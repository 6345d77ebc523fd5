// Path: crates/gateway/src/revoke.rs
//! Revocation: remove a device's prime from the accumulator in O(1) via the
//! trapdoor, commit on chain, and refresh the survivors' witnesses.

use num_bigint::BigUint;

use revid_types::app::{DeviceId, DeviceRecord, DeviceStatus, Operation, OperationKind};
use revid_types::error::{DeviceError, GatewayError};
use revid_types::{Result, MAX_BATCH_DEVICES};

use crate::{random_operation_id, IdentityGateway, PARENT_RACE_RETRIES};

/// The committed state after a revocation.
#[derive(Clone, Debug)]
pub struct RevocationOutcome {
    /// The committed root after removal, hex.
    pub root_hex: String,
    /// The committed version after removal.
    pub version: u64,
}

impl IdentityGateway {
    /// Revokes one device. The transition is terminal.
    pub async fn revoke(&self, device_id: &DeviceId) -> Result<RevocationOutcome> {
        self.revoke_batch(&[*device_id]).await
    }

    /// Revokes up to 50 devices under a single on-chain mutation, with one
    /// combined trapdoor exponentiation.
    pub async fn revoke_batch(&self, device_ids: &[DeviceId]) -> Result<RevocationOutcome> {
        if device_ids.is_empty() || device_ids.len() > MAX_BATCH_DEVICES {
            return Err(GatewayError::InvalidInput(format!(
                "revocation batch size {} outside 1..={MAX_BATCH_DEVICES}",
                device_ids.len()
            )));
        }
        for (i, id) in device_ids.iter().enumerate() {
            if device_ids.iter().skip(i + 1).any(|other| other == id) {
                return Err(GatewayError::InvalidInput(format!(
                    "duplicate device {id} in revocation batch"
                )));
            }
        }

        let _guard = self.writer.lock().await;

        let mut records = Vec::with_capacity(device_ids.len());
        for id in device_ids {
            let record = self
                .devices
                .get(id)
                .await?
                .ok_or(DeviceError::NotFound(*id))?;
            match record.status {
                DeviceStatus::Active => records.push(record),
                DeviceStatus::Revoked => {
                    return Err(DeviceError::AlreadyRevoked(*id).into())
                }
            }
        }
        let primes: Vec<BigUint> = records
            .iter()
            .map(|r| revid_crypto::accumulator::parse_prime(&r.prime).map_err(GatewayError::from))
            .collect::<Result<_>>()?;

        let kind = if device_ids.len() == 1 {
            OperationKind::Revoke
        } else {
            OperationKind::BatchRevoke
        };

        let mut attempts = 0;
        let (operation, old_root, a_new, receipt, version) = loop {
            let state = self.chain.current_state().await?;
            let a_old = self.engine.params.decode_element(&state.root)?;

            let primes_in = primes.clone();
            let a_new = self
                .offload(move |engine| {
                    Ok(engine
                        .params
                        .trapdoor_batch_remove(&a_old, &primes_in, &engine.trapdoor)?)
                })
                .await?;

            let operation = Operation {
                operation_id: random_operation_id(),
                parent_hash: state.root_hash,
                new_root: self.engine.params.encode_element(&a_new)?,
                kind,
                device_ids: device_ids.to_vec(),
            };
            match self.chain.submit(&operation).await {
                Ok(receipt) => {
                    let confirmed = self.chain.current_state().await?;
                    break (operation, state.root, a_new, receipt, confirmed.version);
                }
                Err(e)
                    if revid_chain::is_stale_parent(&e) && attempts < PARENT_RACE_RETRIES =>
                {
                    attempts += 1;
                    tracing::debug!(
                        target: "gateway",
                        attempts,
                        "revocation lost parent-hash race; rebuilding"
                    );
                }
                Err(e) => return Err(e.into()),
            }
        };

        // Confirmed. Mark revoked, drop witnesses and outstanding
        // challenges; a revoked device's witness means nothing.
        let mut updated: Vec<DeviceRecord> = Vec::new();
        for mut record in records {
            record.status = DeviceStatus::Revoked;
            record.witness = Vec::new();
            record.challenge = None;
            updated.push(record);
        }

        // Refresh the survivors with the trapdoor path: removing a holder's
        // own prime from the new root is exactly its fresh witness.
        let survivors = self.devices.list_by_status(DeviceStatus::Active).await?;
        let survivors: Vec<DeviceRecord> = survivors
            .into_iter()
            .filter(|r| !device_ids.contains(&r.device_id))
            .collect();
        if !survivors.is_empty() {
            let a_new_in = a_new.clone();
            let refreshed: Vec<DeviceRecord> = self
                .offload(move |engine| {
                    let mut out = Vec::with_capacity(survivors.len());
                    for mut record in survivors {
                        let prime = revid_crypto::accumulator::parse_prime(&record.prime)?;
                        let w = engine
                            .params
                            .trapdoor_remove(&a_new_in, &prime, &engine.trapdoor)?;
                        record.witness = engine.params.encode_element(&w)?.0.to_vec();
                        out.push(record);
                    }
                    Ok(out)
                })
                .await?;
            updated.extend(refreshed);
        }

        self.devices.upsert_many(&updated).await?;
        self.devices
            .record_operation(&operation.operation_id, version)
            .await?;
        self.commit_snapshot(old_root, operation.new_root, version, receipt.block_number)
            .await?;

        tracing::info!(
            target: "gateway",
            revoked = device_ids.len(),
            version,
            "revocation committed"
        );
        Ok(RevocationOutcome {
            root_hex: operation.new_root.to_hex(),
            version,
        })
    }
}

========================================

*Description of the task*
Whenever the word "match" shows up in a line of the entries above, copy that line.

*Response area*
            match record.status {
            match self.chain.submit(&operation).await {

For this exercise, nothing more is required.